Return-Path: <linux-kernel-owner@vger.kernel.org>
Received: (majordomo@vger.kernel.org) by vger.kernel.org via listexpand
        id S1031817AbdDZWhw (ORCPT <rfc822;w@1wt.eu>);
        Wed, 26 Apr 2017 18:37:52 -0400
Received: from mail-oi0-f47.google.com ([209.85.218.47]:35262 "EHLO
        mail-oi0-f47.google.com" rhost-flags-OK-OK-OK-OK) by vger.kernel.org
        with ESMTP id S1031707AbdDZWho (ORCPT
        <rfc822;linux-kernel@vger.kernel.org>);
        Wed, 26 Apr 2017 18:37:44 -0400
MIME-Version: 1.0
In-Reply-To: <CAJZ5v0h4hOeRfBgK=ARbw8dmML56v0xnvPjsY9wZ0fv7EXCeQw@mail.gmail.com>
References: <149315024459.9151.4555045488194999231.stgit@dwillia2-desk3.amr.corp.intel.com>
 <CAJZ5v0h4hOeRfBgK=ARbw8dmML56v0xnvPjsY9wZ0fv7EXCeQw@mail.gmail.com>
From: Dan Williams <dan.j.williams@intel.com>
Date: Wed, 26 Apr 2017 15:37:42 -0700
Message-ID: <CAPcyv4i_mRLSxm7YAnk_p8PhP=kyhT1aZZcrG-zZxXXWhGQuew@mail.gmail.com>
Subject: Re: [PATCH v2] acpi: fix acpi_get_table() leak / acpi-sysfs denial of service
To: "Rafael J. Wysocki" <rafael@kernel.org>
Cc: Rafael Wysocki <rafael.j.wysocki@intel.com>,
        Anush Seetharaman <anush.seetharaman@intel.com>,
        Tiffany Kasanicky <tiffany.j.kasanicky@intel.com>,
        Ryon Jensen <ryon.jensen@intel.com>,
        Linux Kernel Mailing List <linux-kernel@vger.kernel.org>,
        Stable <stable@vger.kernel.org>,
        ACPI Devel Maling List <linux-acpi@vger.kernel.org>,
        Kristin Jacque <kristin.jacque@intel.com>,
        Zhang Rui <rui.zhang@intel.com>
Content-Type: text/plain; charset=UTF-8
Sender: linux-kernel-owner@vger.kernel.org
List-ID: <linux-kernel.vger.kernel.org>
X-Mailing-List: linux-kernel@vger.kernel.org
Content-Length: 1710
Lines: 43

On Wed, Apr 26, 2017 at 3:25 PM, Rafael J. Wysocki <rafael@kernel.org> wrote:
> On Tue, Apr 25, 2017 at 9:58 PM, Dan Williams <dan.j.williams@intel.com> wrote:
>> Reading an ACPI table through the /sys/firmware/acpi/tables interface
>> more than 65,536 times leads to the following log message:
>>
>>  ACPI Error: Table ffff88033595eaa8, Validation count is zero after increment
>>   (20170119/tbutils-423)
>>
>> ...and the table being unavailable until the next reboot. Add the
>> missing acpi_put_table() so the table ->validation_count is decremented
>> after each read.
>>
>> Cc: <stable@vger.kernel.org>
>> Cc: Zhang Rui <rui.zhang@intel.com>
>> Cc: Rafael Wysocki <rafael.j.wysocki@intel.com>
>> Cc: Kristin Jacque <kristin.jacque@intel.com>
>> Cc: Tiffany Kasanicky <tiffany.j.kasanicky@intel.com>
>> Cc: Ryon Jensen <ryon.jensen@intel.com>
>> Reported-by: Anush Seetharaman <anush.seetharaman@intel.com>
>> Fixes: 1c8fce27e275 ("ACPI: introduce drivers/acpi/sysfs.c")

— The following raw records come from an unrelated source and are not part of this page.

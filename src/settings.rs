//! Runtime settings consulted before every poll cycle.

use std::sync::Arc;

use arc_swap::ArcSwap;
use async_trait::async_trait;
#[cfg(test)]
use mockall::automock;
use serde::Deserialize;
use serde::Serialize;

use crate::Result;

/// Client settings as stored under a slug
#[derive(Debug, Clone, Copy, PartialEq, Eq, Serialize, Deserialize)]
pub struct ClientSettings {
    /// Whether long-polling is permitted. When false every cycle is a full fetch
    /// and the source closes after it.
    #[serde(default = "default_blocking")]
    pub blocking: bool,
}

impl Default for ClientSettings {
    fn default() -> Self {
        Self {
            blocking: default_blocking(),
        }
    }
}

fn default_blocking() -> bool {
    true
}

#[cfg_attr(test, automock)]
#[async_trait]
pub trait SettingsProvider: Send + Sync + 'static {
    async fn find_by_slug(
        &self,
        slug: &str,
    ) -> Result<ClientSettings>;
}

/// In-process settings whose values can be swapped at runtime
#[derive(Debug)]
pub struct StaticSettings {
    current: ArcSwap<ClientSettings>,
}

impl StaticSettings {
    pub fn new(settings: ClientSettings) -> Self {
        Self {
            current: ArcSwap::from_pointee(settings),
        }
    }

    pub fn set_blocking(
        &self,
        blocking: bool,
    ) {
        self.current.store(Arc::new(ClientSettings { blocking }));
    }

    pub fn current(&self) -> ClientSettings {
        **self.current.load()
    }
}

impl Default for StaticSettings {
    fn default() -> Self {
        Self::new(ClientSettings::default())
    }
}

#[async_trait]
impl SettingsProvider for StaticSettings {
    async fn find_by_slug(
        &self,
        _slug: &str,
    ) -> Result<ClientSettings> {
        Ok(self.current())
    }
}
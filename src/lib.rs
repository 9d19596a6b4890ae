//! Long-poll ("blocking query") watches over service-discovery resources.
//!
//! Subscribers open a watch key through [`BlockingClient`]; concurrent
//! subscriptions to one key share a single [`Source`] whose poll loop passes
//! the last seen [`Cursor`] back to the backend. When the last subscriber
//! leaves, the cursor and last event are cached and the next source for that
//! key resumes from them.

mod client;
mod config;
mod errors;
mod key;
mod repository;
mod settings;
mod source;
mod transport;
pub mod metrics;

pub use client::*;
pub use self::config::*;
pub use errors::*;
pub use key::*;
pub use repository::*;
pub use settings::*;
pub use source::*;
pub use transport::*;

//-----------------------------------------------------------
// Test utils

#[cfg(test)]
pub mod test_utils;
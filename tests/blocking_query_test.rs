mod common;

use blocking_query::Cursor;
use blocking_query::RefToken;
use blocking_query::SourceEvent;
use blocking_query::SourceStatus;
use common::*;
use futures::StreamExt;
use serde_json::json;

const WEB: &str = "service/dc1/service/web";

#[tokio::test]
async fn subscribers_share_one_watch_and_see_every_change() {
    let t = test_client(FakeCatalog::new(json!({ "v": 1 })));
    let a = RefToken::generate();
    let b = RefToken::generate();

    let source = t.client.open(WEB, &a).unwrap();
    let mut rx = source.subscribe();
    assert_eq!(next_body(&mut rx).await, json!({ "v": 1 }));

    let shared = t.client.open(WEB, &b).unwrap();
    assert_eq!(shared.id(), source.id());
    assert_eq!(t.client.subscriber_count(&source), 2);

    t.catalog.update(json!({ "v": 2 }));
    assert_eq!(next_body(&mut rx).await, json!({ "v": 2 }));
    assert_eq!(source.cursor(), Some(Cursor::from(2)));

    wait_until(|| t.catalog.call_count() == 3).await;
    assert_eq!(
        t.catalog.seen_cursors(),
        vec![None, Some(Cursor::from(1)), Some(Cursor::from(2))]
    );
}

#[tokio::test]
async fn last_close_caches_cursor_and_reopen_resumes_from_it() {
    let t = test_client(FakeCatalog::new(json!({ "v": 1 })));
    let a = RefToken::from("a");
    let b = RefToken::from("b");

    let source = t.client.open(WEB, &a).unwrap();
    let mut rx = source.subscribe();
    next_body(&mut rx).await;
    t.client.open(WEB, &b).unwrap();

    t.client.close(&source, &a);
    assert_eq!(source.status(), SourceStatus::Polling);

    t.client.close(&source, &b);
    assert!(matches!(next_event(&mut rx).await, SourceEvent::Closed));
    assert_eq!(t.client.active_sources(), 0);
    assert_eq!(t.client.cached(WEB).unwrap().cursor, Some(Cursor::from(1)));

    let calls_before = t.catalog.call_count();
    let reopened = t.client.open(WEB, &a).unwrap();
    let mut replay = Box::pin(reopened.stream());
    match replay.next().await {
        Some(SourceEvent::Message(response)) => assert_eq!(response.body, json!({ "v": 1 })),
        other => panic!("expected replayed message, got {:?}", other),
    }

    wait_until(|| t.catalog.call_count() == calls_before + 1).await;
    assert_eq!(t.catalog.seen_cursors().last().unwrap(), &Some(Cursor::from(1)));

    let mut rx = reopened.subscribe();
    assert_quiet(&mut rx).await;
    t.catalog.update(json!({ "v": 2 }));
    assert_eq!(next_body(&mut rx).await, json!({ "v": 2 }));
}

#[tokio::test]
async fn aborted_request_resumes_once_transport_is_available() {
    let t = test_client(FakeCatalog::new(json!({ "v": 1 })));
    t.gate.set_available(false);
    t.catalog.abort_next();
    let a = RefToken::from("a");

    let source = t.client.open(WEB, &a).unwrap();
    let mut rx = source.subscribe();

    wait_until(|| t.catalog.call_count() == 1).await;
    assert_quiet(&mut rx).await;
    assert_eq!(source.status(), SourceStatus::Polling);

    t.gate.set_available(true);
    assert_eq!(next_body(&mut rx).await, json!({ "v": 1 }));
}

#[tokio::test]
async fn disabling_blocking_turns_the_watch_into_one_full_fetch() {
    let t = test_client(FakeCatalog::new(json!({ "v": 1 })));
    let a = RefToken::from("a");

    let source = t.client.open(WEB, &a).unwrap();
    let mut rx = source.subscribe();
    next_body(&mut rx).await;
    wait_until(|| t.catalog.call_count() == 2).await;

    t.settings.set_blocking(false);
    t.catalog.update(json!({ "v": 2 }));

    assert_eq!(next_body(&mut rx).await, json!({ "v": 2 }));
    assert!(matches!(next_event(&mut rx).await, SourceEvent::Closed));
    assert_eq!(t.client.active_sources(), 0);
    assert_eq!(t.client.cached(WEB).unwrap().cursor, Some(Cursor::from(2)));

    let again = t.client.open(WEB, &RefToken::from("b")).unwrap();
    let mut rx = again.subscribe();
    assert_eq!(next_body(&mut rx).await, json!({ "v": 2 }));
    assert!(matches!(next_event(&mut rx).await, SourceEvent::Closed));
    assert_eq!(t.catalog.seen_cursors().last().unwrap(), &None);
}

#[tokio::test]
async fn metrics_expose_watch_activity() {
    let t = test_client(FakeCatalog::new(json!([])));
    let a = RefToken::from("a");

    let source = t.client.open(WEB, &a).unwrap();
    let mut rx = source.subscribe();
    next_body(&mut rx).await;

    let text = blocking_query::metrics::gather_metrics();
    assert!(text.contains("blocking_active_sources"));
    assert!(text.contains("blocking_poll_cycles"));
}
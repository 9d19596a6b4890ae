use std::sync::Arc;

use super::BlockingClient;
use super::Registry;
use crate::source::PollContext;
use crate::BlockingConfig;
use crate::Repositories;
use crate::Repository;
use crate::Result;
use crate::SettingsProvider;
use crate::Transport;

pub struct BlockingClientBuilder {
    config: BlockingConfig,
    settings: Arc<dyn SettingsProvider>,
    transport: Arc<dyn Transport>,
    repositories: Repositories,
    registry: Option<Arc<Registry>>,
}

impl BlockingClientBuilder {
    /// Create a new builder with default config and no repositories
    pub fn new(
        settings: Arc<dyn SettingsProvider>,
        transport: Arc<dyn Transport>,
    ) -> Self {
        Self {
            config: BlockingConfig::default(),
            settings,
            transport,
            repositories: Repositories::new(),
            registry: None,
        }
    }

    /// Registers the repository serving watch keys whose model is `name`
    ///
    /// `service-instance` keys are served by the `service` repository.
    pub fn repository(
        mut self,
        name: impl Into<String>,
        repository: Arc<dyn Repository>,
    ) -> Self {
        self.repositories.register(name, repository);
        self
    }

    /// Completely replaces the repository table
    pub fn repositories(
        mut self,
        repositories: Repositories,
    ) -> Self {
        self.repositories = repositories;
        self
    }

    /// Completely replaces the default configuration
    ///
    /// # Example
    /// ```ignore
    /// let builder = BlockingClient::builder(settings, transport)
    ///     .config(BlockingConfig::new()?.with_override_config("blocking.toml")?);
    /// ```
    pub fn config(
        mut self,
        config: BlockingConfig,
    ) -> Self {
        self.config = config;
        self
    }

    /// Shares an existing registry, e.g. to keep the cursor cache across clients
    pub fn registry(
        mut self,
        registry: Arc<Registry>,
    ) -> Self {
        self.registry = Some(registry);
        self
    }

    /// Validates the configuration and builds the client
    pub fn build(self) -> Result<BlockingClient> {
        let config = self.config.validate()?;
        let ctx = Arc::new(PollContext {
            settings: self.settings,
            transport: self.transport,
            settings_slug: config.settings_slug.clone(),
            event_capacity: config.event_capacity,
        });
        let registry = self.registry.unwrap_or_default();

        Ok(BlockingClient::from_parts(config, self.repositories, ctx, registry))
    }
}
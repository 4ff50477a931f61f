use anyhow::Result;
use chrono::Local;
use clap::Parser;
use weather_chart::config::{Config, LOG_LEVEL};
use weather_chart::generate::generate_chart;
use weather_chart::logging::setup_logger;

fn main() -> Result<()> {
    let config = Config::parse();

    if let Err(e) = setup_logger(LOG_LEVEL) {
        eprintln!("Running without logging: {}", e);
    }

    generate_chart(&config, Local::now().naive_local())?;

    Ok(())
}
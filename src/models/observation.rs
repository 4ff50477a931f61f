use std::collections::BTreeMap;
use std::fmt;
use std::fmt::Formatter;
use chrono::{Datelike, NaiveDate};

/// The hours of the day at which snapshots are charted
#[derive(Debug, Clone, Copy, PartialEq, Eq, PartialOrd, Ord, Hash)]
pub enum SamplingHour {
    Morning,
    Noon,
    Evening,
}

impl SamplingHour {
    /// All sampling hours in chronological order
    pub const ALL: [SamplingHour; 3] = [SamplingHour::Morning, SamplingHour::Noon, SamplingHour::Evening];

    /// Returns the sampling hour matching the given hour of day, if any
    ///
    /// # Arguments
    ///
    /// * 'hour' - hour of day (0-23)
    pub fn from_hour(hour: u32) -> Option<SamplingHour> {
        match hour {
            6 => Some(SamplingHour::Morning),
            12 => Some(SamplingHour::Noon),
            20 => Some(SamplingHour::Evening),
            _ => None,
        }
    }

    pub fn hour(&self) -> u32 {
        match self {
            SamplingHour::Morning => 6,
            SamplingHour::Noon => 12,
            SamplingHour::Evening => 20,
        }
    }

    /// Key used for the hour in the embedded chart data
    pub fn key(&self) -> &'static str {
        match self {
            SamplingHour::Morning => "6",
            SamplingHour::Noon => "12",
            SamplingHour::Evening => "20",
        }
    }
}

/// Implementation of the Display Trait for pretty print
impl fmt::Display for SamplingHour {
    fn fmt(&self, f: &mut Formatter) -> fmt::Result {
        write!(f, "{:0>2}:00", self.hour())
    }
}

/// One sampled reading
#[derive(Debug, Clone, PartialEq)]
pub struct Observation {
    pub temperature: f64,
    pub humidity: Option<f64>,
    pub weather: String,
}

/// Observations keyed by date and then by sampling hour
#[derive(Debug, Default, Clone)]
pub struct HistoryTable {
    days: BTreeMap<NaiveDate, BTreeMap<SamplingHour, Observation>>,
}

impl HistoryTable {
    /// Stores an observation, replacing any earlier one for the same date and hour
    ///
    /// # Arguments
    ///
    /// * 'date' - date of the observation
    /// * 'hour' - sampling hour of the observation
    /// * 'observation' - the observation to store
    pub fn insert(&mut self, date: NaiveDate, hour: SamplingHour, observation: Observation) -> Option<Observation> {
        self.days.entry(date).or_default().insert(hour, observation)
    }

    pub fn get(&self, date: NaiveDate, hour: SamplingHour) -> Option<&Observation> {
        self.days.get(&date).and_then(|hours| hours.get(&hour))
    }

    /// Returns all dates holding at least one observation, in ascending order
    pub fn dates(&self) -> Vec<NaiveDate> {
        self.days.keys().copied().collect()
    }

    /// Returns the distinct years present, in ascending order
    pub fn years(&self) -> Vec<i32> {
        let mut years = self.days.keys().map(|d| d.year()).collect::<Vec<i32>>();
        years.dedup();

        years
    }

    /// Whether any observed date is February 29
    pub fn has_leap_day(&self) -> bool {
        self.days.keys().any(|d| d.month() == 2 && d.day() == 29)
    }

    pub fn iter(&self) -> impl Iterator<Item = (NaiveDate, SamplingHour, &Observation)> {
        self.days
            .iter()
            .flat_map(|(date, hours)| hours.iter().map(move |(hour, obs)| (*date, *hour, obs)))
    }

    /// Number of stored observations
    pub fn len(&self) -> usize {
        self.days.values().map(|hours| hours.len()).sum()
    }

    pub fn is_empty(&self) -> bool {
        self.days.is_empty()
    }
}
use log::LevelFilter;
use log4rs::append::console::{ConsoleAppender, Target};
use log4rs::config::{Appender, Config, Root};
use log4rs::encode::pattern::PatternEncoder;
use log4rs::Handle;
use crate::errors::LoggingError;

/// Installs a console logger writing to stderr
///
/// # Arguments
///
/// * 'level' - the max level to log
pub fn setup_logger(level: LevelFilter) -> Result<Handle, LoggingError> {
    let stderr = ConsoleAppender::builder()
        .target(Target::Stderr)
        .encoder(Box::new(PatternEncoder::new("{d(%Y-%m-%d %H:%M:%S)} {h({l:<5})} {m}{n}")))
        .build();

    let config = Config::builder()
        .appender(Appender::builder().build("stderr", Box::new(stderr)))
        .build(Root::builder().appender("stderr").build(level))?;

    Ok(log4rs::init_config(config)?)
}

>> Signed-off-by: Dan Williams <dan.j.williams@intel.com>
>
> I'm going to apply this, but your Fixes tag is not correct.
>
> validation_count was added to struct acpi_table_desc by commit
>
> commit 174cc7187e6f088942c8e74daa7baff7b44b33c9
> Author: Lv Zheng <lv.zheng@intel.com>
> Date:   Wed Dec 14 15:04:25 2016 +0800
>
>     ACPICA: Tables: Back port acpi_get_table_with_size() and
> early_acpi_os_unmap_memory()
> from Linux kernel
>
> from the 4.10 time frame, so IMO it should be
>
> Fixes: 174cc7187e6f (ACPICA: Tables: Back port
> acpi_get_table_with_size() and early_acpi_os_unmap_memory() from Linux
> kernel)
>

Ah, thanks for the catch, I missed that detail and was wrong to argue
it was a 7 year old bug. Apologies Lv!